• _Study material_
== == ==

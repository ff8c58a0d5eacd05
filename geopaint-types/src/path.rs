//! [`Path`] is the nested container used for geometry path data and everything that mirrors its shape
//! (per-vertex altitudes, clipped and transformed points).

use crate::cartesian::{CartesianPoint2d, Rect};
use crate::error::GeopaintTypesError;
use nalgebra::Scalar;
use num_traits::{FromPrimitive, Num};

/// Path data of a geometry.
///
/// * a single point for point geometries,
/// * a leaf with a sequence of vertices for a line or a polygon ring,
/// * a group of parts for multi-geometries and polygons with holes.
///
/// All parts of a group have the same nesting depth. Use [`Path::group`] to build a group from parts of unknown
/// shape.
#[derive(Debug, Clone, PartialEq)]
pub enum Path<T> {
    /// Single point.
    Point(T),
    /// Sequence of vertices.
    Leaf(Vec<T>),
    /// Sequence of parts.
    Group(Vec<Path<T>>),
}

impl<T> Path<T> {
    /// Creates a group from the given parts, checking that all of them have the same nesting depth.
    pub fn group(parts: Vec<Path<T>>) -> Result<Self, GeopaintTypesError> {
        if let Some(first) = parts.first() {
            let depth = first.depth();
            if let Some(part) = parts.iter().find(|p| p.depth() != depth) {
                return Err(GeopaintTypesError::Conversion(format!(
                    "group parts must have the same nesting depth, found {} and {}",
                    depth,
                    part.depth()
                )));
            }
        }

        Ok(Self::Group(parts))
    }

    /// Creates a group of leaves. All parts have depth `1`, so no check is required.
    pub fn from_parts(parts: Vec<Vec<T>>) -> Self {
        Self::Group(parts.into_iter().map(Path::Leaf).collect())
    }

    /// Nesting depth: `0` for a point, `1` for a leaf, one more than its parts for a group.
    pub fn depth(&self) -> usize {
        match self {
            Path::Point(_) => 0,
            Path::Leaf(_) => 1,
            Path::Group(parts) => 1 + parts.first().map(|p| p.depth()).unwrap_or(1),
        }
    }

    /// Total number of vertices in the path.
    pub fn vertex_count(&self) -> usize {
        match self {
            Path::Point(_) => 1,
            Path::Leaf(vertices) => vertices.len(),
            Path::Group(parts) => parts.iter().map(|p| p.vertex_count()).sum(),
        }
    }

    /// Returns true if the path has no vertices.
    pub fn is_empty(&self) -> bool {
        self.vertex_count() == 0
    }

    /// Iterates over all vertices of the path in order.
    pub fn iter(&self) -> Box<dyn Iterator<Item = &T> + '_> {
        match self {
            Path::Point(v) => Box::new(std::iter::once(v)),
            Path::Leaf(vertices) => Box::new(vertices.iter()),
            Path::Group(parts) => Box::new(parts.iter().flat_map(|p| p.iter())),
        }
    }

    /// First vertex of the path.
    pub fn first(&self) -> Option<&T> {
        self.iter().next()
    }

    /// Last vertex of the path.
    pub fn last(&self) -> Option<&T> {
        match self {
            Path::Point(v) => Some(v),
            Path::Leaf(vertices) => vertices.last(),
            Path::Group(parts) => parts.iter().rev().find_map(|p| p.last()),
        }
    }

    /// Vertex sequences of the path in order. A point is a sequence of one vertex.
    pub fn leaves(&self) -> Vec<&[T]> {
        let mut leaves = vec![];
        self.collect_leaves(&mut leaves);
        leaves
    }

    fn collect_leaves<'a>(&'a self, leaves: &mut Vec<&'a [T]>) {
        match self {
            Path::Point(v) => leaves.push(std::slice::from_ref(v)),
            Path::Leaf(vertices) => leaves.push(vertices),
            Path::Group(parts) => {
                for part in parts {
                    part.collect_leaves(leaves);
                }
            }
        }
    }

    /// Creates a path of the same shape with every vertex converted by `f`.
    pub fn map<U>(&self, mut f: impl FnMut(&T) -> U) -> Path<U> {
        self.map_inner(&mut f)
    }

    fn map_inner<U, F: FnMut(&T) -> U>(&self, f: &mut F) -> Path<U> {
        match self {
            Path::Point(v) => Path::Point(f(v)),
            Path::Leaf(vertices) => Path::Leaf(vertices.iter().map(&mut *f).collect()),
            Path::Group(parts) => Path::Group(parts.iter().map(|p| p.map_inner(f)).collect()),
        }
    }

    /// Combines two paths of the same shape vertex by vertex.
    ///
    /// Returns an error if the shapes of the paths differ (different variants or different number of elements at
    /// any level).
    pub fn zip_map<U, V>(
        &self,
        other: &Path<U>,
        mut f: impl FnMut(&T, &U) -> V,
    ) -> Result<Path<V>, GeopaintTypesError> {
        self.zip_inner(other, &mut f)
    }

    fn zip_inner<U, V, F: FnMut(&T, &U) -> V>(
        &self,
        other: &Path<U>,
        f: &mut F,
    ) -> Result<Path<V>, GeopaintTypesError> {
        match (self, other) {
            (Path::Point(a), Path::Point(b)) => Ok(Path::Point(f(a, b))),
            (Path::Leaf(a), Path::Leaf(b)) if a.len() == b.len() => Ok(Path::Leaf(
                a.iter().zip(b.iter()).map(|(a, b)| f(a, b)).collect(),
            )),
            (Path::Group(a), Path::Group(b)) if a.len() == b.len() => Ok(Path::Group(
                a.iter()
                    .zip(b.iter())
                    .map(|(a, b)| a.zip_inner(b, f))
                    .collect::<Result<_, _>>()?,
            )),
            _ => Err(GeopaintTypesError::StructureMismatch {
                expected: self.shape(),
                found: other.shape(),
            }),
        }
    }

    fn shape(&self) -> String {
        match self {
            Path::Point(_) => "point".to_string(),
            Path::Leaf(vertices) => format!("leaf of {}", vertices.len()),
            Path::Group(parts) => format!("group of {}", parts.len()),
        }
    }
}

impl<P> Path<P>
where
    P: CartesianPoint2d,
    P::Num: Num + Copy + PartialOrd + Scalar + FromPrimitive,
{
    /// Bounding rectangle of all vertices. Returns `None` for an empty path.
    pub fn bounding_rect(&self) -> Option<Rect<P::Num>> {
        Rect::from_points(self.iter())
    }
}

impl<T> From<Vec<T>> for Path<T> {
    fn from(value: Vec<T>) -> Self {
        Self::Leaf(value)
    }
}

== == ==

• _Work to be completed_
Please reproduce every line of the material word for word.

• _Answer to this problem_
repository ff8c58a0d5eacd05
filename geopaint-types/src/path.rs
//! [`Path`] is the nested container used for geometry path data and everything that mirrors its shape
//! (per-vertex altitudes, clipped and transformed points).

use crate::cartesian::{CartesianPoint2d, Rect};
use crate::error::GeopaintTypesError;
use nalgebra::Scalar;
use num_traits::{FromPrimitive, Num};

/// Path data of a geometry.
///
/// * a single point for point geometries,
/// * a leaf with a sequence of vertices for a line or a polygon ring,
/// * a group of parts for multi-geometries and polygons with holes.
///
/// All parts of a group have the same nesting depth. Use [`Path::group`] to build a group from parts of unknown
/// shape.
#[derive(Debug, Clone, PartialEq)]
pub enum Path<T> {
    /// Single point.
    Point(T),
    /// Sequence of vertices.
    Leaf(Vec<T>),
    /// Sequence of parts.
    Group(Vec<Path<T>>),
}

impl<T> Path<T> {
    /// Creates a group from the given parts, checking that all of them have the same nesting depth.
    pub fn group(parts: Vec<Path<T>>) -> Result<Self, GeopaintTypesError> {
        if let Some(first) = parts.first() {
            let depth = first.depth();
            if let Some(part) = parts.iter().find(|p| p.depth() != depth) {
                return Err(GeopaintTypesError::Conversion(format!(
                    "group parts must have the same nesting depth, found {} and {}",
                    depth,
                    part.depth()
                )));
            }
        }

        Ok(Self::Group(parts))
    }

    /// Creates a group of leaves. All parts have depth `1`, so no check is required.
    pub fn from_parts(parts: Vec<Vec<T>>) -> Self {
        Self::Group(parts.into_iter().map(Path::Leaf).collect())
    }

    /// Nesting depth: `0` for a point, `1` for a leaf, one more than its parts for a group.
    pub fn depth(&self) -> usize {
        match self {
            Path::Point(_) => 0,
            Path::Leaf(_) => 1,
            Path::Group(parts) => 1 + parts.first().map(|p| p.depth()).unwrap_or(1),
        }
    }

    /// Total number of vertices in the path.
    pub fn vertex_count(&self) -> usize {
        match self {
            Path::Point(_) => 1,
            Path::Leaf(vertices) => vertices.len(),
            Path::Group(parts) => parts.iter().map(|p| p.vertex_count()).sum(),
        }
    }

    /// Returns true if the path has no vertices.
    pub fn is_empty(&self) -> bool {
        self.vertex_count() == 0
    }

    /// Iterates over all vertices of the path in order.
    pub fn iter(&self) -> Box<dyn Iterator<Item = &T> + '_> {
        match self {
            Path::Point(v) => Box::new(std::iter::once(v)),
            Path::Leaf(vertices) => Box::new(vertices.iter()),
            Path::Group(parts) => Box::new(parts.iter().flat_map(|p| p.iter())),
        }
    }

    /// First vertex of the path.
    pub fn first(&self) -> Option<&T> {
        self.iter().next()
    }

    /// Last vertex of the path.
    pub fn last(&self) -> Option<&T> {
        match self {
            Path::Point(v) => Some(v),
            Path::Leaf(vertices) => vertices.last(),
            Path::Group(parts) => parts.iter().rev().find_map(|p| p.last()),
        }
    }

    /// Vertex sequences of the path in order. A point is a sequence of one vertex.
    pub fn leaves(&self) -> Vec<&[T]> {
        let mut leaves = vec![];
        self.collect_leaves(&mut leaves);
        leaves
    }

    fn collect_leaves<'a>(&'a self, leaves: &mut Vec<&'a [T]>) {
        match self {
            Path::Point(v) => leaves.push(std::slice::from_ref(v)),
            Path::Leaf(vertices) => leaves.push(vertices),
            Path::Group(parts) => {
                for part in parts {
                    part.collect_leaves(leaves);
                }
            }
        }
    }

    /// Creates a path of the same shape with every vertex converted by `f`.
    pub fn map<U>(&self, mut f: impl FnMut(&T) -> U) -> Path<U> {
        self.map_inner(&mut f)
    }

    fn map_inner<U, F: FnMut(&T) -> U>(&self, f: &mut F) -> Path<U> {
        match self {
            Path::Point(v) => Path::Point(f(v)),
            Path::Leaf(vertices) => Path::Leaf(vertices.iter().map(&mut *f).collect()),
            Path::Group(parts) => Path::Group(parts.iter().map(|p| p.map_inner(f)).collect()),
        }
    }

    /// Combines two paths of the same shape vertex by vertex.
    ///
    /// Returns an error if the shapes of the paths differ (different variants or different number of elements at
    /// any level).
    pub fn zip_map<U, V>(
        &self,
        other: &Path<U>,
        mut f: impl FnMut(&T, &U) -> V,
    ) -> Result<Path<V>, GeopaintTypesError> {
        self.zip_inner(other, &mut f)
    }

    fn zip_inner<U, V, F: FnMut(&T, &U) -> V>(
        &self,
        other: &Path<U>,
        f: &mut F,
    ) -> Result<Path<V>, GeopaintTypesError> {
        match (self, other) {
            (Path::Point(a), Path::Point(b)) => Ok(Path::Point(f(a, b))),
            (Path::Leaf(a), Path::Leaf(b)) if a.len() == b.len() => Ok(Path::Leaf(
                a.iter().zip(b.iter()).map(|(a, b)| f(a, b)).collect(),
            )),
            (Path::Group(a), Path::Group(b)) if a.len() == b.len() => Ok(Path::Group(
                a.iter()
                    .zip(b.iter())
                    .map(|(a, b)| a.zip_inner(b, f))
                    .collect::<Result<_, _>>()?,
            )),
            _ => Err(GeopaintTypesError::StructureMismatch {
                expected: self.shape(),
                found: other.shape(),
            }),
        }
    }

    fn shape(&self) -> String {
        match self {
            Path::Point(_) => "point".to_string(),
            Path::Leaf(vertices) => format!("leaf of {}", vertices.len()),
            Path::Group(parts) => format!("group of {}", parts.len()),
        }
    }
}

impl<P> Path<P>
where
    P: CartesianPoint2d,
    P::Num: Num + Copy + PartialOrd + Scalar + FromPrimitive,
{
    /// Bounding rectangle of all vertices. Returns `None` for an empty path.
    pub fn bounding_rect(&self) -> Option<Rect<P::Num>> {
        Rect::from_points(self.iter())
    }
}

impl<T> From<Vec<T>> for Path<T> {
    fn from(value: Vec<T>) -> Self {
        Self::Leaf(value)
    }
}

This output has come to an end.